Collected data -
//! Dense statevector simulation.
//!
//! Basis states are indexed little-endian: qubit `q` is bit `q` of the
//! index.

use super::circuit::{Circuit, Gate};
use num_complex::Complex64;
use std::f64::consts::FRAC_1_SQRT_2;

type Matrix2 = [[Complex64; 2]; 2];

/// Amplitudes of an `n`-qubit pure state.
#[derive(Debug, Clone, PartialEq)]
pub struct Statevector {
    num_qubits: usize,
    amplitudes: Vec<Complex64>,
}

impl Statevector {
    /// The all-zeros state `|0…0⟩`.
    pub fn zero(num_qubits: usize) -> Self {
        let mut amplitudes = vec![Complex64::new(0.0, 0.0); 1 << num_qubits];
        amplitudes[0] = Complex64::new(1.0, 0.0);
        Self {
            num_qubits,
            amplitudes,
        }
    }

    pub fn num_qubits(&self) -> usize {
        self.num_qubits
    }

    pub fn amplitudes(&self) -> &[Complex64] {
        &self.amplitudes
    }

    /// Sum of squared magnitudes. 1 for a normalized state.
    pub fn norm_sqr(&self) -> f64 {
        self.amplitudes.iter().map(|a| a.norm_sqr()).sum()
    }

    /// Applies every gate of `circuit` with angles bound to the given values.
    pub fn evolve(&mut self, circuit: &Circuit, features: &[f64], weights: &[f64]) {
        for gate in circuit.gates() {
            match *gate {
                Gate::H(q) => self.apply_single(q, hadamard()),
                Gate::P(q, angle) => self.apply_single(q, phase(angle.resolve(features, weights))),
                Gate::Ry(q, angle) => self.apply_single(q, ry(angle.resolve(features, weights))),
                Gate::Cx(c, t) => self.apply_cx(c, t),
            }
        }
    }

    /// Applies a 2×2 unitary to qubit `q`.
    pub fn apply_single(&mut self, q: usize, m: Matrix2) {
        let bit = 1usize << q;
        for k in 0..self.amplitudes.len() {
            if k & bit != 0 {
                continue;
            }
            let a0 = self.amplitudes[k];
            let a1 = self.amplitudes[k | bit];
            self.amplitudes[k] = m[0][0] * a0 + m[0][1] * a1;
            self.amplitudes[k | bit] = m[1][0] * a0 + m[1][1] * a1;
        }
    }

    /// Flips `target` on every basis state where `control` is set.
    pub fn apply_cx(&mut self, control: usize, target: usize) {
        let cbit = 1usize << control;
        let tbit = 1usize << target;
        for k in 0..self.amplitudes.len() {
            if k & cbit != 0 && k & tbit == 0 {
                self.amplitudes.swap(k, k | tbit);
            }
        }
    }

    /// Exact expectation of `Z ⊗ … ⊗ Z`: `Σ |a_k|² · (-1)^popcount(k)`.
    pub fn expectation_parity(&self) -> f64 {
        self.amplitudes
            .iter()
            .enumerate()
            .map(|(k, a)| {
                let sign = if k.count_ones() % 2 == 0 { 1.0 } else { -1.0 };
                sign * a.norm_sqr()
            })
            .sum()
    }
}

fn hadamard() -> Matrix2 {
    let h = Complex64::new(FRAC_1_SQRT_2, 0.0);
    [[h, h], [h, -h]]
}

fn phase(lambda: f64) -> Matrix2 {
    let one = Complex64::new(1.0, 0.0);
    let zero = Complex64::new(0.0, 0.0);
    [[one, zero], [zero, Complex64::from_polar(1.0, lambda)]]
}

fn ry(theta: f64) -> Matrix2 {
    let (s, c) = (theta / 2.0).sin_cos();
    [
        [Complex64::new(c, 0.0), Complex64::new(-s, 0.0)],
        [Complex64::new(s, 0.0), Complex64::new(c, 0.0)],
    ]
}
* * *
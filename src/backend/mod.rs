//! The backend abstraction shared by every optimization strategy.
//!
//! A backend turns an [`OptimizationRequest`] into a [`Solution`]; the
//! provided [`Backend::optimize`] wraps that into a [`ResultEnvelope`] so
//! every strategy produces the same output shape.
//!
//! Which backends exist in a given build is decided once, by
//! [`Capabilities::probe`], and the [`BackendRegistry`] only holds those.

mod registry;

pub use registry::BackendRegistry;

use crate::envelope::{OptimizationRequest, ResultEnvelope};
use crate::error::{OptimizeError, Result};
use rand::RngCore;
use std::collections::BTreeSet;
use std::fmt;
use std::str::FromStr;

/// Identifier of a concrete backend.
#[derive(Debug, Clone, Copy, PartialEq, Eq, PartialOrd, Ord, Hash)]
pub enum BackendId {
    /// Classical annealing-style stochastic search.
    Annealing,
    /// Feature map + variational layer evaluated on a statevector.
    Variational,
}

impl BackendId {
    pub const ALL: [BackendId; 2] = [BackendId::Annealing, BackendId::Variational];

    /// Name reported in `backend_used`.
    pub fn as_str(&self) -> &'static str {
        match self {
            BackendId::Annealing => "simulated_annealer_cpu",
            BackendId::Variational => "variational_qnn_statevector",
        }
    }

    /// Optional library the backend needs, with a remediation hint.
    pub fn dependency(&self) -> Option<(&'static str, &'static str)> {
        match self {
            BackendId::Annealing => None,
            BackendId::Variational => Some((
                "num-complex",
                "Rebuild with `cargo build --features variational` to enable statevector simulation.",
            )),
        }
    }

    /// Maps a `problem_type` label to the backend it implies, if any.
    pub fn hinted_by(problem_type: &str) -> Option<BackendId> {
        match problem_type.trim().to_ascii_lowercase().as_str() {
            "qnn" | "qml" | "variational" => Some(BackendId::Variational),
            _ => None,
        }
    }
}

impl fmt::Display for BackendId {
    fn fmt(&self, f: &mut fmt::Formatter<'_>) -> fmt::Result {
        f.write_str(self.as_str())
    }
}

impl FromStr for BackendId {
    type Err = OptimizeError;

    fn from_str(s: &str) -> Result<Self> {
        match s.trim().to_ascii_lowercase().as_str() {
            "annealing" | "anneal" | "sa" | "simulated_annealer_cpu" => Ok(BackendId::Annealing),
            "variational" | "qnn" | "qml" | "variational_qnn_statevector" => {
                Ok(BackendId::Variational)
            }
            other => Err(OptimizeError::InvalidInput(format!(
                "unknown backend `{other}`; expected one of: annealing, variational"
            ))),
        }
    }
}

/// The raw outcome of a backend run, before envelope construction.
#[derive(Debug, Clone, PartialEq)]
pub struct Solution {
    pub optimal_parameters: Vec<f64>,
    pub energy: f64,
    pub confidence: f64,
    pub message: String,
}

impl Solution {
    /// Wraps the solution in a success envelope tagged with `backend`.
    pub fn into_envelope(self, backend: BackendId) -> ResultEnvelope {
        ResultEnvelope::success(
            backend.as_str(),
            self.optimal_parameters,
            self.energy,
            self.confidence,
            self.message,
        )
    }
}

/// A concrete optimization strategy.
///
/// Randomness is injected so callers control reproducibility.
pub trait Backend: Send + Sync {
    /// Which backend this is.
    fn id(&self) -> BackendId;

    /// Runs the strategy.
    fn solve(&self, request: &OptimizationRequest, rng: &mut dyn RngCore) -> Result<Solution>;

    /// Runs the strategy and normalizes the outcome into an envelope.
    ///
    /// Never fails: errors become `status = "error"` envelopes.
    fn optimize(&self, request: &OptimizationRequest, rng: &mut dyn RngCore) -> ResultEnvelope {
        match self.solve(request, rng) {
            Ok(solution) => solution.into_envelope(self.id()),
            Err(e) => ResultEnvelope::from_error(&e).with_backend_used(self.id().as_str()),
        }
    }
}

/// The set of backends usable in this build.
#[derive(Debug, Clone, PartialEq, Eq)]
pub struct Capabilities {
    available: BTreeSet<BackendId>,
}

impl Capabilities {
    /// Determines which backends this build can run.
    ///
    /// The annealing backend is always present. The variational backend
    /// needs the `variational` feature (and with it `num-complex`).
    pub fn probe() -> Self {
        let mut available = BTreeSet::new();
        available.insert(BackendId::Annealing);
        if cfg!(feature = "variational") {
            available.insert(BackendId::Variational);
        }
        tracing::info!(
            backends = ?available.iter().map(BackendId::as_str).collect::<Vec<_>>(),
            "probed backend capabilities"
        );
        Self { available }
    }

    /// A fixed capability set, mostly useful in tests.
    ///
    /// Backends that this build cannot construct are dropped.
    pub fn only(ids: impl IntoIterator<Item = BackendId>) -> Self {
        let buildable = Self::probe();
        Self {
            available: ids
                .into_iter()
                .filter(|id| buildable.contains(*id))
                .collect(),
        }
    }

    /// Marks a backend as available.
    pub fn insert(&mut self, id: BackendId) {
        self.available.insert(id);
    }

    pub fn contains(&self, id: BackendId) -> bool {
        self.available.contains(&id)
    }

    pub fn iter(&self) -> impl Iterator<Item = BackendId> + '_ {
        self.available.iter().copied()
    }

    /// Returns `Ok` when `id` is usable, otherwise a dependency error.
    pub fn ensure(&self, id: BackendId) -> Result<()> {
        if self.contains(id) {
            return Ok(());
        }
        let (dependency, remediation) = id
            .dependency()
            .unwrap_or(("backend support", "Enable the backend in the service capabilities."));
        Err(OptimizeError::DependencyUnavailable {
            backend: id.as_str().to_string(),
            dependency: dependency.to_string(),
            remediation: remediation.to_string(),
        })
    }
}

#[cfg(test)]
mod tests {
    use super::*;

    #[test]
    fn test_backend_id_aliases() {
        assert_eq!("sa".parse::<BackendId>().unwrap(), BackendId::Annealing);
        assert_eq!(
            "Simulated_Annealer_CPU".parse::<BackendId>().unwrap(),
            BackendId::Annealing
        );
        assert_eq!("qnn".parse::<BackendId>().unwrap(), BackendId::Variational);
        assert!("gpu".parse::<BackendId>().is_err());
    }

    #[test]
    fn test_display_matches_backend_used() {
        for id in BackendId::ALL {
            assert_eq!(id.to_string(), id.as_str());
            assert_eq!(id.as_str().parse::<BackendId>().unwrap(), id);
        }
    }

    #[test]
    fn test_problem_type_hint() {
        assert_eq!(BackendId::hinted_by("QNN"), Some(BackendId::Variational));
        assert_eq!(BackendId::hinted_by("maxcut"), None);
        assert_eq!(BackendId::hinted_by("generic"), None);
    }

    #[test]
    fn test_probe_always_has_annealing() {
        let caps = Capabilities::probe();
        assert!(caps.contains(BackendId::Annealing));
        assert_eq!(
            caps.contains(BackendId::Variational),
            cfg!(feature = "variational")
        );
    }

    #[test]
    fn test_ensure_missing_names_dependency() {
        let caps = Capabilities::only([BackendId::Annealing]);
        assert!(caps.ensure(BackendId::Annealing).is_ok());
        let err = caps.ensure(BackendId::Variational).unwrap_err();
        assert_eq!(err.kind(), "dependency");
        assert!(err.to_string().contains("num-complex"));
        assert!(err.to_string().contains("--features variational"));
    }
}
---
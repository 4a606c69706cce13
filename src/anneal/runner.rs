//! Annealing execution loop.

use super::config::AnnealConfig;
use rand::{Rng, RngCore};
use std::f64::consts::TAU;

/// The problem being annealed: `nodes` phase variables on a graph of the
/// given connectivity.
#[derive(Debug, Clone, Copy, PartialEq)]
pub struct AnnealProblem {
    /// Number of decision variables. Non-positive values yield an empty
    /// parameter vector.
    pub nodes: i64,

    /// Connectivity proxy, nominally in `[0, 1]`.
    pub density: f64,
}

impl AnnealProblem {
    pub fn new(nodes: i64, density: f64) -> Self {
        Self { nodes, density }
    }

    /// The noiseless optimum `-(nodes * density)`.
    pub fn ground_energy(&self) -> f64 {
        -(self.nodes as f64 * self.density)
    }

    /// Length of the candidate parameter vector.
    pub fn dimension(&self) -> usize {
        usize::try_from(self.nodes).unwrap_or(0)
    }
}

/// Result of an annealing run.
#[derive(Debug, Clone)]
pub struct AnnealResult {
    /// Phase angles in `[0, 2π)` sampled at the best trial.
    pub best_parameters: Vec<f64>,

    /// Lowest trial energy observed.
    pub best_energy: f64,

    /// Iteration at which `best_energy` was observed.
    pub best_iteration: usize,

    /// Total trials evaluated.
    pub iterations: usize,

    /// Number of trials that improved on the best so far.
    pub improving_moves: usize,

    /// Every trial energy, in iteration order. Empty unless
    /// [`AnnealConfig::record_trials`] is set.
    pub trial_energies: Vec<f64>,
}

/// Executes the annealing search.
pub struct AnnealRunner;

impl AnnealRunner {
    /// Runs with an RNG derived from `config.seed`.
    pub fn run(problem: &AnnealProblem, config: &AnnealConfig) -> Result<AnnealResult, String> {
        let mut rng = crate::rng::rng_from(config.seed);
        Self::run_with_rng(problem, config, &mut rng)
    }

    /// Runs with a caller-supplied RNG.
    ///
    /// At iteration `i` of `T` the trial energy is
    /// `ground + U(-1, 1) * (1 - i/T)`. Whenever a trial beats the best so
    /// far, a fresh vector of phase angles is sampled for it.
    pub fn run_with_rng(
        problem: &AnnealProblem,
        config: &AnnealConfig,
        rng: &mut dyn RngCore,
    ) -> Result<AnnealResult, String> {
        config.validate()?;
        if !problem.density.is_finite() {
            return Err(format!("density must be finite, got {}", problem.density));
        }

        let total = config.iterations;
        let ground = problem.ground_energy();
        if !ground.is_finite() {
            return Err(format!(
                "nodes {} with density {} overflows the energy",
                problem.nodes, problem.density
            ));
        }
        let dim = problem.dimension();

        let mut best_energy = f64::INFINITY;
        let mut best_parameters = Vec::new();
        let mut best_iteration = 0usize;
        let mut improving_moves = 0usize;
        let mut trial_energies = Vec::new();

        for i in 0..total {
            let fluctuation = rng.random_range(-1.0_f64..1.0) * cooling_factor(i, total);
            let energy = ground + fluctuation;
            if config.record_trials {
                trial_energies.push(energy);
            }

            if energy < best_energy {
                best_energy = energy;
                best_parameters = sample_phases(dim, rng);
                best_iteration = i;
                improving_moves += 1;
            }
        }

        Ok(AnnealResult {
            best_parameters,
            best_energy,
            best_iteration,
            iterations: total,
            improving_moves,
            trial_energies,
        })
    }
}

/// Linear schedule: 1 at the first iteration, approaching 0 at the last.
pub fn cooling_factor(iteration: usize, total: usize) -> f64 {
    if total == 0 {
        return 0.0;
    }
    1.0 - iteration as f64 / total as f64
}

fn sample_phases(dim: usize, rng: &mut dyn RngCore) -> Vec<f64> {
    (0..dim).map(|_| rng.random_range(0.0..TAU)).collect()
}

Your task -
In the records above, the line with "Dense statevector simulation." marks the start and the line with "if k & bit != 0" marks the end; copy that stretch exactly, both lines included, and nothing else.

Exercise result -
//! Dense statevector simulation.
//!
//! Basis states are indexed little-endian: qubit `q` is bit `q` of the
//! index.

use super::circuit::{Circuit, Gate};
use num_complex::Complex64;
use std::f64::consts::FRAC_1_SQRT_2;

type Matrix2 = [[Complex64; 2]; 2];

/// Amplitudes of an `n`-qubit pure state.
#[derive(Debug, Clone, PartialEq)]
pub struct Statevector {
    num_qubits: usize,
    amplitudes: Vec<Complex64>,
}

impl Statevector {
    /// The all-zeros state `|0…0⟩`.
    pub fn zero(num_qubits: usize) -> Self {
        let mut amplitudes = vec![Complex64::new(0.0, 0.0); 1 << num_qubits];
        amplitudes[0] = Complex64::new(1.0, 0.0);
        Self {
            num_qubits,
            amplitudes,
        }
    }

    pub fn num_qubits(&self) -> usize {
        self.num_qubits
    }

    pub fn amplitudes(&self) -> &[Complex64] {
        &self.amplitudes
    }

    /// Sum of squared magnitudes. 1 for a normalized state.
    pub fn norm_sqr(&self) -> f64 {
        self.amplitudes.iter().map(|a| a.norm_sqr()).sum()
    }

    /// Applies every gate of `circuit` with angles bound to the given values.
    pub fn evolve(&mut self, circuit: &Circuit, features: &[f64], weights: &[f64]) {
        for gate in circuit.gates() {
            match *gate {
                Gate::H(q) => self.apply_single(q, hadamard()),
                Gate::P(q, angle) => self.apply_single(q, phase(angle.resolve(features, weights))),
                Gate::Ry(q, angle) => self.apply_single(q, ry(angle.resolve(features, weights))),
                Gate::Cx(c, t) => self.apply_cx(c, t),
            }
        }
    }

    /// Applies a 2×2 unitary to qubit `q`.
    pub fn apply_single(&mut self, q: usize, m: Matrix2) {
        let bit = 1usize << q;
        for k in 0..self.amplitudes.len() {
            if k & bit != 0 {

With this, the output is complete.